**Supplied data**
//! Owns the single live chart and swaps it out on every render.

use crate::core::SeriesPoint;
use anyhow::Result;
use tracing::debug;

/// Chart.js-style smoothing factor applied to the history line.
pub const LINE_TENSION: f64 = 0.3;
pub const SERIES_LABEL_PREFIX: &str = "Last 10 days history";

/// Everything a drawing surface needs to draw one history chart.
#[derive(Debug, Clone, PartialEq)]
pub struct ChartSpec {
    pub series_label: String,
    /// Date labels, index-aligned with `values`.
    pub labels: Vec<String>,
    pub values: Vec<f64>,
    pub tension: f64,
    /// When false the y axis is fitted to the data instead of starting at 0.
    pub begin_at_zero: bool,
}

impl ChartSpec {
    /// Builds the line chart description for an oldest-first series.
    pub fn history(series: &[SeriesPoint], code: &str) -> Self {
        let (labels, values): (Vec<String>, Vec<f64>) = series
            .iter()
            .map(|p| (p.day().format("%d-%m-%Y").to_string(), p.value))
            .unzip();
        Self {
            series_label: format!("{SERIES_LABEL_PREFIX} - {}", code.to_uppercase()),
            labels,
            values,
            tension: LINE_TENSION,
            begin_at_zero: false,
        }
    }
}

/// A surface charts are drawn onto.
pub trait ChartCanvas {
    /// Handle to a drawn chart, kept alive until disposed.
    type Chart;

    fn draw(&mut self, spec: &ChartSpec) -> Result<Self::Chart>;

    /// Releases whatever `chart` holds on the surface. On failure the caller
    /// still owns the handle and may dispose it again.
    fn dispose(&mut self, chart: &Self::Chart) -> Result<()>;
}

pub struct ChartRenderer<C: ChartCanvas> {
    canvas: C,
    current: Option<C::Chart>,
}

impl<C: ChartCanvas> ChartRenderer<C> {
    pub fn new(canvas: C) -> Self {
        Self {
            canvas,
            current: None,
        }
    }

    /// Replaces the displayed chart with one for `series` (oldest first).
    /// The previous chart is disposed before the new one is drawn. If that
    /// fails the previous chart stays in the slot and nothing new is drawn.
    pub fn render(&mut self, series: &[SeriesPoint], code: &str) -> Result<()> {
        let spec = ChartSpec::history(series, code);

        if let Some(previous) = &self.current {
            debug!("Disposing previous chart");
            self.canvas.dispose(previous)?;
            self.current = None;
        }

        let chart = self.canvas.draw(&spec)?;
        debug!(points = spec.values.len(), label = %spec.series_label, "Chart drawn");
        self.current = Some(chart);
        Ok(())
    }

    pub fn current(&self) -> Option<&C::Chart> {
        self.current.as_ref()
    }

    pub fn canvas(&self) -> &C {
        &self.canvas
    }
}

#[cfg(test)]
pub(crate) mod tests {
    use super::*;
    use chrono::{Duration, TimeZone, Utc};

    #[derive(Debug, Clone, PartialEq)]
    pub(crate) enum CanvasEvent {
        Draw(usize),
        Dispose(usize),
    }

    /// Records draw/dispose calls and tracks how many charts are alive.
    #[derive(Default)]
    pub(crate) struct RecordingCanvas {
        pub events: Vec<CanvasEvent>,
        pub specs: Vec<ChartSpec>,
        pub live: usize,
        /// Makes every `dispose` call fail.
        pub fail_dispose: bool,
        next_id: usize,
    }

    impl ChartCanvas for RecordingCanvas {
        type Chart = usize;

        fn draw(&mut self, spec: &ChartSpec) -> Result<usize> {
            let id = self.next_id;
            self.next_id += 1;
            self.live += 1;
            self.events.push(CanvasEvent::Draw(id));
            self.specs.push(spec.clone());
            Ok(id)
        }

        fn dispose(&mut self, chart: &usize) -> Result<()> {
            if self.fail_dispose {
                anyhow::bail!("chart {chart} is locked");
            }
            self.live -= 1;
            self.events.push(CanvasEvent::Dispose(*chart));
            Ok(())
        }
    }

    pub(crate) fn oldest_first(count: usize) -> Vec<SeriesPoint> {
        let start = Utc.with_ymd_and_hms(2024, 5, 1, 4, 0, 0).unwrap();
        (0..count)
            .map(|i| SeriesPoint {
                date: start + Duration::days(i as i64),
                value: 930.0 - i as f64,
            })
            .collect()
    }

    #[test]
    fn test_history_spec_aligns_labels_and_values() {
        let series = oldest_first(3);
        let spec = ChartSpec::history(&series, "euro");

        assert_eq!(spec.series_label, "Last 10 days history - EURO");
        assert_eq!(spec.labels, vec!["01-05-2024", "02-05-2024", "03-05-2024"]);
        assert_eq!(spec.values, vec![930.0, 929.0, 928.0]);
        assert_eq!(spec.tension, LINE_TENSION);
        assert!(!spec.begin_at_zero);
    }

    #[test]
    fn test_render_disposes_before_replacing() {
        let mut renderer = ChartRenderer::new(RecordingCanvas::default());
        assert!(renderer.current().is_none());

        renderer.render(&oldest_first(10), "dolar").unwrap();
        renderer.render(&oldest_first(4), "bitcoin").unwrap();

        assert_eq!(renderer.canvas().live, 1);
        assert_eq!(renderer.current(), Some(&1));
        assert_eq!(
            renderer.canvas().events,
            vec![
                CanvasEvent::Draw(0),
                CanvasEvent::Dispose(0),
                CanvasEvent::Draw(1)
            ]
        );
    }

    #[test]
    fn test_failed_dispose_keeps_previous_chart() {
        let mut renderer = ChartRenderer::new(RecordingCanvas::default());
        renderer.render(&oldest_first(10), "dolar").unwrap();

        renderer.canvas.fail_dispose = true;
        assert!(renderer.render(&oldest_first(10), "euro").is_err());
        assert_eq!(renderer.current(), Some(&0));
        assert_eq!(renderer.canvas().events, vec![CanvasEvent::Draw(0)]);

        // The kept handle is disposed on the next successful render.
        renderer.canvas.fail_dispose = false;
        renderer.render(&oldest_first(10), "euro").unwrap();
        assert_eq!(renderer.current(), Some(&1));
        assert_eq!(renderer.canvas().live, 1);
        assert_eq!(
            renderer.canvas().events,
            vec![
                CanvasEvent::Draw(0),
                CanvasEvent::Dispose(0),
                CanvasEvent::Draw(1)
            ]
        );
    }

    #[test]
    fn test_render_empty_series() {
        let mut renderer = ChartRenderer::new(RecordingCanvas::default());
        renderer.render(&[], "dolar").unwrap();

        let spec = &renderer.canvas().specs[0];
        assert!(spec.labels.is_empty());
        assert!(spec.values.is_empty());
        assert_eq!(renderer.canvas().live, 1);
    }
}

**Description of the task**
Write out each entry again, leaving every word as it is.

**Exercise solution**
//! Owns the single live chart and swaps it out on every render.

use crate::core::SeriesPoint;
use anyhow::Result;
use tracing::debug;

/// Chart.js-style smoothing factor applied to the history line.
pub const LINE_TENSION: f64 = 0.3;
pub const SERIES_LABEL_PREFIX: &str = "Last 10 days history";

/// Everything a drawing surface needs to draw one history chart.
#[derive(Debug, Clone, PartialEq)]
pub struct ChartSpec {
    pub series_label: String,
    /// Date labels, index-aligned with `values`.
    pub labels: Vec<String>,
    pub values: Vec<f64>,
    pub tension: f64,
    /// When false the y axis is fitted to the data instead of starting at 0.
    pub begin_at_zero: bool,
}

impl ChartSpec {
    /// Builds the line chart description for an oldest-first series.
    pub fn history(series: &[SeriesPoint], code: &str) -> Self {
        let (labels, values): (Vec<String>, Vec<f64>) = series
            .iter()
            .map(|p| (p.day().format("%d-%m-%Y").to_string(), p.value))
            .unzip();
        Self {
            series_label: format!("{SERIES_LABEL_PREFIX} - {}", code.to_uppercase()),
            labels,
            values,
            tension: LINE_TENSION,
            begin_at_zero: false,
        }
    }
}

/// A surface charts are drawn onto.
pub trait ChartCanvas {
    /// Handle to a drawn chart, kept alive until disposed.
    type Chart;

    fn draw(&mut self, spec: &ChartSpec) -> Result<Self::Chart>;

    /// Releases whatever `chart` holds on the surface. On failure the caller
    /// still owns the handle and may dispose it again.
    fn dispose(&mut self, chart: &Self::Chart) -> Result<()>;
}

pub struct ChartRenderer<C: ChartCanvas> {
    canvas: C,
    current: Option<C::Chart>,
}

impl<C: ChartCanvas> ChartRenderer<C> {
    pub fn new(canvas: C) -> Self {
        Self {
            canvas,
            current: None,
        }
    }

    /// Replaces the displayed chart with one for `series` (oldest first).
    /// The previous chart is disposed before the new one is drawn. If that
    /// fails the previous chart stays in the slot and nothing new is drawn.
    pub fn render(&mut self, series: &[SeriesPoint], code: &str) -> Result<()> {
        let spec = ChartSpec::history(series, code);

        if let Some(previous) = &self.current {
            debug!("Disposing previous chart");
            self.canvas.dispose(previous)?;
            self.current = None;
        }

        let chart = self.canvas.draw(&spec)?;
        debug!(points = spec.values.len(), label = %spec.series_label, "Chart drawn");
        self.current = Some(chart);
        Ok(())
    }

    pub fn current(&self) -> Option<&C::Chart> {
        self.current.as_ref()
    }

    pub fn canvas(&self) -> &C {
        &self.canvas
    }
}

#[cfg(test)]
pub(crate) mod tests {
    use super::*;
    use chrono::{Duration, TimeZone, Utc};

    #[derive(Debug, Clone, PartialEq)]
    pub(crate) enum CanvasEvent {
        Draw(usize),
        Dispose(usize),
    }

    /// Records draw/dispose calls and tracks how many charts are alive.
    #[derive(Default)]
    pub(crate) struct RecordingCanvas {
        pub events: Vec<CanvasEvent>,
        pub specs: Vec<ChartSpec>,
        pub live: usize,
        /// Makes every `dispose` call fail.
        pub fail_dispose: bool,
        next_id: usize,
    }

    impl ChartCanvas for RecordingCanvas {
        type Chart = usize;

        fn draw(&mut self, spec: &ChartSpec) -> Result<usize> {
            let id = self.next_id;
            self.next_id += 1;
            self.live += 1;
            self.events.push(CanvasEvent::Draw(id));
            self.specs.push(spec.clone());
            Ok(id)
        }

        fn dispose(&mut self, chart: &usize) -> Result<()> {
            if self.fail_dispose {
                anyhow::bail!("chart {chart} is locked");
            }
            self.live -= 1;
            self.events.push(CanvasEvent::Dispose(*chart));
            Ok(())
        }
    }

    pub(crate) fn oldest_first(count: usize) -> Vec<SeriesPoint> {
        let start = Utc.with_ymd_and_hms(2024, 5, 1, 4, 0, 0).unwrap();
        (0..count)
            .map(|i| SeriesPoint {
                date: start + Duration::days(i as i64),
                value: 930.0 - i as f64,
            })
            .collect()
    }

    #[test]
    fn test_history_spec_aligns_labels_and_values() {
        let series = oldest_first(3);
        let spec = ChartSpec::history(&series, "euro");

        assert_eq!(spec.series_label, "Last 10 days history - EURO");
        assert_eq!(spec.labels, vec!["01-05-2024", "02-05-2024", "03-05-2024"]);
        assert_eq!(spec.values, vec![930.0, 929.0, 928.0]);
        assert_eq!(spec.tension, LINE_TENSION);
        assert!(!spec.begin_at_zero);
    }

    #[test]
    fn test_render_disposes_before_replacing() {
        let mut renderer = ChartRenderer::new(RecordingCanvas::default());
        assert!(renderer.current().is_none());

        renderer.render(&oldest_first(10), "dolar").unwrap();
        renderer.render(&oldest_first(4), "bitcoin").unwrap();

        assert_eq!(renderer.canvas().live, 1);
        assert_eq!(renderer.current(), Some(&1));
        assert_eq!(
            renderer.canvas().events,
            vec![
                CanvasEvent::Draw(0),
                CanvasEvent::Dispose(0),
                CanvasEvent::Draw(1)
            ]
        );
    }

    #[test]
    fn test_failed_dispose_keeps_previous_chart() {
        let mut renderer = ChartRenderer::new(RecordingCanvas::default());
        renderer.render(&oldest_first(10), "dolar").unwrap();

        renderer.canvas.fail_dispose = true;
        assert!(renderer.render(&oldest_first(10), "euro").is_err());
        assert_eq!(renderer.current(), Some(&0));
        assert_eq!(renderer.canvas().events, vec![CanvasEvent::Draw(0)]);

        // The kept handle is disposed on the next successful render.
        renderer.canvas.fail_dispose = false;
        renderer.render(&oldest_first(10), "euro").unwrap();
        assert_eq!(renderer.current(), Some(&1));
        assert_eq!(renderer.canvas().live, 1);
        assert_eq!(
            renderer.canvas().events,
            vec![
                CanvasEvent::Draw(0),
                CanvasEvent::Dispose(0),
                CanvasEvent::Draw(1)
            ]
        );
    }

    #[test]
    fn test_render_empty_series() {
        let mut renderer = ChartRenderer::new(RecordingCanvas::default());
        renderer.render(&[], "dolar").unwrap();

        let spec = &renderer.canvas().specs[0];
        assert!(spec.labels.is_empty());
        assert!(spec.values.is_empty());
        assert_eq!(renderer.canvas().live, 1);
    }
}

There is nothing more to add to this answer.